Friday, January 9, 2009

Grails comes through

Update, moved to Just Thinking: Code

I am responsible for tracking the members of my local SCA group that fight (see here and here for explanations).  The previous marshal (the person responsible) had tracked the information in a Excel spreadsheet.  That's not a bad way of doing it, but come one, I'm a Java programmer.  Tracking information in a spreadsheet just isn't my way of doing things.

I had moved all the information into a MySql database.  I had been using Groovy scripts to generate the reports I needed to turn in quarterly.  The scripts would generate an html page with the report, and then I would use Mac OS X's ability to create PDF's to create something I could email in.

Recently I used Grails to create a quick front-end for editing the information.  Took all of an afternoon because I didn't like the generated pages.  (I could have had an entire CRUD application in minutes if I did like the generated pages).  I had modified the Groovy scripts to run under Grails to give me my report.  This basically involved creating a gsp page instead of a html builder.

Then I found the Jasper Plugin.  That was not completely clean to setup and the concepts of designing the pages gave me enough headaches, I almost gave up.  But I persisted and now have the ability to create the reports I need directly in PDF and Excel (and other formats if I need), although I'm still trying to create an Excel report that spans only one page, but have the PDF span multiple pages.

It only took me a few man-hours to create the whole thing.  If the objective was to allow others to use the app, I would need a few more man-hours to clean it up, but it would fine for me as is.  I will have to ask the next marshal if he wants to use this before I spend any time cleaning it up.

Once Griffon includes GORM, I intend on porting the entire application from Grails to Griffon, because I think this would be a better standalone application than a webapp.  I would like to get it to run on a USB drive, using hsqldb as the database instead of MySQL.  Then the entire application and database can be passed to the next marshal as a self-contained USB drive.

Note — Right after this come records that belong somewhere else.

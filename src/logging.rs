use env_logger::{Env, Target};

/// Initialize logging to stderr; stdout carries the LSP stream
///
/// `RUST_LOG` takes precedence over the configured level.
pub fn init(level: &str) {
    env_logger::Builder::from_env(Env::default().default_filter_or(level))
        .target(Target::Stderr)
        .init();
}
use anyhow::Result;
use tokio::io::{stdin, stdout};
use tower_lsp::{LspService, Server};

use crate::Config;
use crate::lsp::backend::Backend;

/// Start the LSP server on stdio
pub async fn serve(config: Config) -> Result<()> {
    log::info!(
        "Starting spellcheck language server (dictionary: {})",
        config.dictionary_source
    );
    if let Some(path) = &config.project_config_path {
        log::info!("Using project configuration {}", path.display());
    }

    let (service, socket) = LspService::build(move |client| Backend::new(client, config)).finish();

    Server::new(stdin(), stdout(), socket).serve(service).await;

    log::info!("Spellcheck language server stopped");
    Ok(())
}
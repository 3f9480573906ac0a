use std::path::PathBuf;

use thiserror::Error;

/// Failure to obtain a word list
#[derive(Debug, Error)]
pub enum DictionaryError {
    #[error("Failed to fetch word list: {0}")]
    Network(#[from] reqwest::Error),

    #[error("Word list source {url} returned status {status}")]
    Status {
        url: String,
        status: reqwest::StatusCode,
    },

    #[error("Failed to read word list {}: {source}", path.display())]
    Io {
        path: PathBuf,
        #[source]
        source: std::io::Error,
    },
}
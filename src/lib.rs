//! Spellcheck Language Server
//!
//! A Language Server Protocol implementation that flags words missing from
//! a dictionary.
//!
//! This library provides:
//! - Word list loading (remote or local) and expansion
//! - Line tokenization and dictionary validation
//! - LSP protocol implementation with debounced validation
//! - Configuration management

pub mod check;
pub mod config;
pub mod dictionary;
pub mod export;
pub mod logging;
pub mod lsp;
pub mod parser;
pub mod validation;

// Re-exports for clean public API
pub use config::Config;
pub use dictionary::{Dictionary, DictionarySource};
pub use parser::{Token, tokenize_line};
pub use validation::{Diagnostic, validate_document};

Wednesday, January 7, 2009

Updating FreeBSD to 7.1

This last weekend I updated my home server to FreeBSD 7.1.  Over the last year I've used freebsd-update to update it to BETA1, RC1, and RC2.  Going from BETA1 to anything else was kind of a pain because freebsd-update looks online for files from the current system during the upgrade, and they pulled the BETA files offline when they put out the RC files.  So I had to use a command to convince freebsd-update that I was using a different version to get it to run.

The last update from RC2 to RELEASE was a breeze.  Basically 3 commands and a reboot before the last command.  Kudos to the developer of freebsd-update.  I've liked FreeBSD for some time, and this just makes it that much better.

Some background on my environment.  I use FreeBSD as a headless server on an old Dell machine (almost 10 years old and it's still running with only a hard drive change during that time).  I use OpenSolaris on a Gateway laptop and have a old iMac for the family computer.

I wanted OpenSolaris on my development machine (the laptop) because I do a lot of Java programming at home and hoped that would be a good environment for that.  For Java development it has been fantastic.  For an operating system for this laptop, not so much.  I can't use the wireless network, audio is kinda flaky, and the machine overheats a lot (I think that is more the laptop's issue, not OpenSolaris', but OpenSolaris never throttles the processor, so I have to have a fan on it the whole time, a big house fan).  However, after using VirtualBox, zfs, and the Java environment on OpenSolaris, I like it for a development machine.

One issue I find somewhat funny is I cannot get the latest version of Gnucash to run on OpenSolaris, so I run Gnucash on the FreeBSD box and export the display to the laptop.  Works well, but it is a little slow (remember the 'BSD box is almost 10 years old).  A side benefit of this setup is I can run it from the iMac as well.